Copy each line of the data beneath in which the word "Clone" appears.

Top of EXCERPTED DATA

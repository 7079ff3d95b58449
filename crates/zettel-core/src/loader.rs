//! Decoding zettel files
//!
//! Zettels are stored either as pure YAML or as Markdown with a YAML
//! frontmatter block. The `load_*` functions never fail: unreadable files,
//! YAML syntax errors, and non-mapping documents all decode to an empty
//! mapping and a warning, so the validator only ever sees a mapping.
//! [`decode_yaml`], [`decode_markdown`] and [`read_path`] report those
//! failures as errors instead.

use serde::Deserialize;
use serde_yaml::{Mapping, Value};
use std::path::Path;

use crate::error::{Error, Result, SchemaError};
use crate::record::Record;
use crate::schema::{self, Field};

/// On-disk zettel format
#[derive(Debug, Clone, Copy, PartialEq, Eq)]
pub enum SourceFormat {
    /// `.yaml` / `.yml`
    Yaml,
    /// `.md`, `.markdown`, `.text`, `.txt`
    Markdown,
}

impl SourceFormat {
    /// Format implied by a file extension, if it is one zettels use
    pub fn from_path(path: &Path) -> Option<Self> {
        match path.extension()?.to_str()? {
            "yaml" | "yml" => Some(SourceFormat::Yaml),
            "md" | "markdown" | "text" | "txt" => Some(SourceFormat::Markdown),
            _ => None,
        }
    }
}

/// A decoded zettel file
#[derive(Debug, Clone, Default, PartialEq)]
pub struct Loaded {
    /// Decoded YAML mapping; empty when decoding failed
    pub mapping: Mapping,
    /// Markdown body; empty for pure YAML
    pub document: String,
    /// Problems recovered from while decoding
    pub warnings: Vec<String>,
}

impl Loaded {
    fn warn(&mut self, message: String) {
        tracing::warn!("{}", message);
        self.warnings.push(message);
    }

    /// The mapping with a non-empty body bound to `document`
    pub fn into_mapping(self) -> Mapping {
        let mut mapping = self.mapping;
        if !self.document.is_empty() {
            mapping.insert(Value::from(Field::Document.name()), Value::from(self.document));
        }
        mapping
    }

    /// Validate into a record
    pub fn into_record(self) -> Result<Record> {
        Record::from_mapping(&self.into_mapping())
    }
}

/// Decode text in the given format.
pub fn load_str(text: &str, format: SourceFormat) -> Loaded {
    match format {
        SourceFormat::Yaml => load_yaml(text),
        SourceFormat::Markdown => load_markdown(text),
    }
}

/// Decode the first YAML document in `text`, recovering from failures.
pub fn load_yaml(text: &str) -> Loaded {
    let mut loaded = Loaded::default();
    match decode_yaml(text) {
        Ok(mapping) => loaded.mapping = mapping,
        Err(Error::Yaml(err)) => loaded.warn(format!(
            "cannot load YAML ({err}); consider running a YAML linter"
        )),
        Err(err) => loaded.warn(err.to_string()),
    }
    loaded
}

/// Decode the first YAML document in `text`.
///
/// Blank text, a comment-only text, and a null document all decode to an
/// empty mapping.
pub fn decode_yaml(text: &str) -> Result<Mapping> {
    if text.trim().is_empty() {
        return Ok(Mapping::new());
    }
    let Some(document) = serde_yaml::Deserializer::from_str(text).next() else {
        return Ok(Mapping::new());
    };
    match Value::deserialize(document)? {
        Value::Mapping(mapping) => Ok(mapping),
        Value::Null => Ok(Mapping::new()),
        other => Err(SchemaError::NotAMapping {
            found: schema::type_name(&other).to_string(),
        }
        .into()),
    }
}

/// Split a leading `---` frontmatter block from a Markdown body and decode it.
///
/// Without frontmatter the whole text is the body. Blank lines between the
/// frontmatter and the body, and trailing whitespace, are dropped.
pub fn load_markdown(text: &str) -> Loaded {
    let (frontmatter, body) = split_frontmatter(text);
    let mut loaded = frontmatter.map(load_yaml).unwrap_or_default();
    loaded.document = trim_body(body);
    loaded
}

/// Like [`load_markdown`], but a frontmatter that fails to decode is an error.
pub fn decode_markdown(text: &str) -> Result<Loaded> {
    let (frontmatter, body) = split_frontmatter(text);
    Ok(Loaded {
        mapping: frontmatter.map(decode_yaml).transpose()?.unwrap_or_default(),
        document: trim_body(body),
        warnings: Vec::new(),
    })
}

fn trim_body(body: &str) -> String {
    body.trim_start_matches(['\r', '\n']).trim_end().to_string()
}

fn split_frontmatter(text: &str) -> (Option<&str>, &str) {
    let mut lines = text.split_inclusive('\n');
    let Some(opening) = lines.next() else {
        return (None, text);
    };
    if opening.trim_end() != "---" {
        return (None, text);
    }

    let start = opening.len();
    let mut offset = start;
    for line in lines {
        if matches!(line.trim_end(), "---" | "...") {
            return (Some(&text[start..offset]), &text[offset + line.len()..]);
        }
        offset += line.len();
    }
    (None, text)
}

/// Read and decode a zettel file.
///
/// Returns `None` for extensions that are not zettel formats. Read errors
/// are recovered like decode errors.
pub fn load_path(path: &Path) -> Option<Loaded> {
    let format = SourceFormat::from_path(path)?;
    match std::fs::read_to_string(path) {
        Ok(text) => Some(load_str(&text, format)),
        Err(err) => {
            let mut loaded = Loaded::default();
            loaded.warn(format!(
                "I/O error on {} ({err}); is the file UTF-8?",
                path.display()
            ));
            Some(loaded)
        }
    }
}

/// Read and decode a zettel file without recovering from failures.
///
/// `Ok(None)` for extensions that are not zettel formats.
pub fn read_path(path: &Path) -> Result<Option<Loaded>> {
    let Some(format) = SourceFormat::from_path(path) else {
        return Ok(None);
    };
    let text = std::fs::read_to_string(path)?;
    let loaded = match format {
        SourceFormat::Yaml => Loaded {
            mapping: decode_yaml(&text)?,
            ..Loaded::default()
        },
        SourceFormat::Markdown => decode_markdown(&text)?,
    };
    Ok(Some(loaded))
}

#[cfg(test)]
mod tests {
    use super::*;

    #[test]
    fn test_format_from_extension() {
        assert_eq!(
            SourceFormat::from_path(Path::new("a.yaml")),
            Some(SourceFormat::Yaml)
        );
        assert_eq!(
            SourceFormat::from_path(Path::new("dir/a.md")),
            Some(SourceFormat::Markdown)
        );
        assert_eq!(SourceFormat::from_path(Path::new("a.json")), None);
        assert_eq!(SourceFormat::from_path(Path::new("README")), None);
    }

    #[test]
    fn test_load_yaml_mapping() {
        let loaded = load_yaml("title: t\ntags: [a]\n");
        assert!(loaded.warnings.is_empty());
        assert_eq!(loaded.mapping.len(), 2);
        assert!(loaded.document.is_empty());
    }

    #[test]
    fn test_load_yaml_takes_first_document() {
        let loaded = load_yaml("title: one\n---\ntitle: two\n");
        let record = loaded.into_record().unwrap();
        assert_eq!(record.text(Field::Title), Some("one"));
    }

    #[test]
    fn test_load_yaml_syntax_error_recovers() {
        let loaded = load_yaml("title: [unclosed\n");
        assert!(loaded.mapping.is_empty());
        assert_eq!(loaded.warnings.len(), 1);
    }

    #[test]
    fn test_load_yaml_non_mapping_recovers() {
        let loaded = load_yaml("- a\n- b\n");
        assert!(loaded.mapping.is_empty());
        assert!(loaded.warnings[0].contains("sequence"));
    }

    #[test]
    fn test_decode_yaml_reports_failures() {
        assert!(matches!(decode_yaml("title: [unclosed\n"), Err(Error::Yaml(_))));
        assert!(matches!(
            decode_yaml("- a\n"),
            Err(Error::Schema(SchemaError::NotAMapping { .. }))
        ));
        assert!(decode_yaml("# only a comment\n").unwrap().is_empty());
        assert_eq!(decode_yaml("title: t\n").unwrap().len(), 1);
    }

    #[test]
    fn test_decode_markdown_reports_bad_frontmatter() {
        assert!(decode_markdown("---\ntitle: [unclosed\n---\nBody\n").is_err());
        let loaded = decode_markdown("---\ntitle: t\n---\n\nBody\n").unwrap();
        assert_eq!(loaded.document, "Body");
        assert_eq!(loaded.mapping.len(), 1);
    }

    #[test]
    fn test_read_path() {
        let dir = tempfile::tempdir().unwrap();
        let good = dir.path().join("good.yaml");
        std::fs::write(&good, "title: t\n").unwrap();
        let loaded = read_path(&good).unwrap().unwrap();
        assert_eq!(loaded.into_record().unwrap().text(Field::Title), Some("t"));

        let bad = dir.path().join("bad.yaml");
        std::fs::write(&bad, "title: [unclosed\n").unwrap();
        assert!(matches!(read_path(&bad), Err(Error::Yaml(_))));

        let missing = dir.path().join("missing.md");
        assert!(matches!(read_path(&missing), Err(Error::Io(_))));
        assert!(read_path(&dir.path().join("notes.json")).unwrap().is_none());
    }

    #[test]
    fn test_load_empty_yaml() {
        let loaded = load_yaml("");
        assert!(loaded.mapping.is_empty());
        assert!(loaded.warnings.is_empty());
    }

    #[test]
    fn test_load_markdown_with_frontmatter() {
        let loaded = load_markdown("---\ntitle: t\n---\n\n# Heading\n\nText.\n\n");
        assert!(loaded.warnings.is_empty());
        assert_eq!(loaded.document, "# Heading\n\nText.");
        let record = loaded.into_record().unwrap();
        assert_eq!(record.text(Field::Title), Some("t"));
        assert_eq!(record.document(), "# Heading\n\nText.");
    }

    #[test]
    fn test_load_markdown_without_frontmatter() {
        let loaded = load_markdown("Just text.\n---\nmore\n");
        assert!(loaded.mapping.is_empty());
        assert_eq!(loaded.document, "Just text.\n---\nmore");
    }

    #[test]
    fn test_load_markdown_unclosed_frontmatter_is_body() {
        let loaded = load_markdown("---\ntitle: t\n");
        assert!(loaded.mapping.is_empty());
        assert_eq!(loaded.document, "---\ntitle: t");
    }

    #[test]
    fn test_body_overrides_document_key() {
        let loaded = load_markdown("---\ndocument: old\n---\nnew\n");
        assert_eq!(loaded.into_record().unwrap().document(), "new");
    }

    #[test]
    fn test_empty_body_is_not_bound() {
        let record = load_markdown("---\ntitle: t\n---\n").into_record().unwrap();
        assert!(!record.contains(Field::Document));
    }

    #[test]
    fn test_load_missing_path_recovers() {
        let loaded = load_path(Path::new("/nonexistent/zettel.yaml")).unwrap();
        assert!(loaded.mapping.is_empty());
        assert_eq!(loaded.warnings.len(), 1);
        assert!(load_path(Path::new("/nonexistent/zettel.json")).is_none());
    }
}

Bottom of EXCERPTED DATA

▶ [OUTPUT OF THE TASK]:
#[derive(Debug, Clone, Copy, PartialEq, Eq)]
#[derive(Debug, Clone, Default, PartialEq)]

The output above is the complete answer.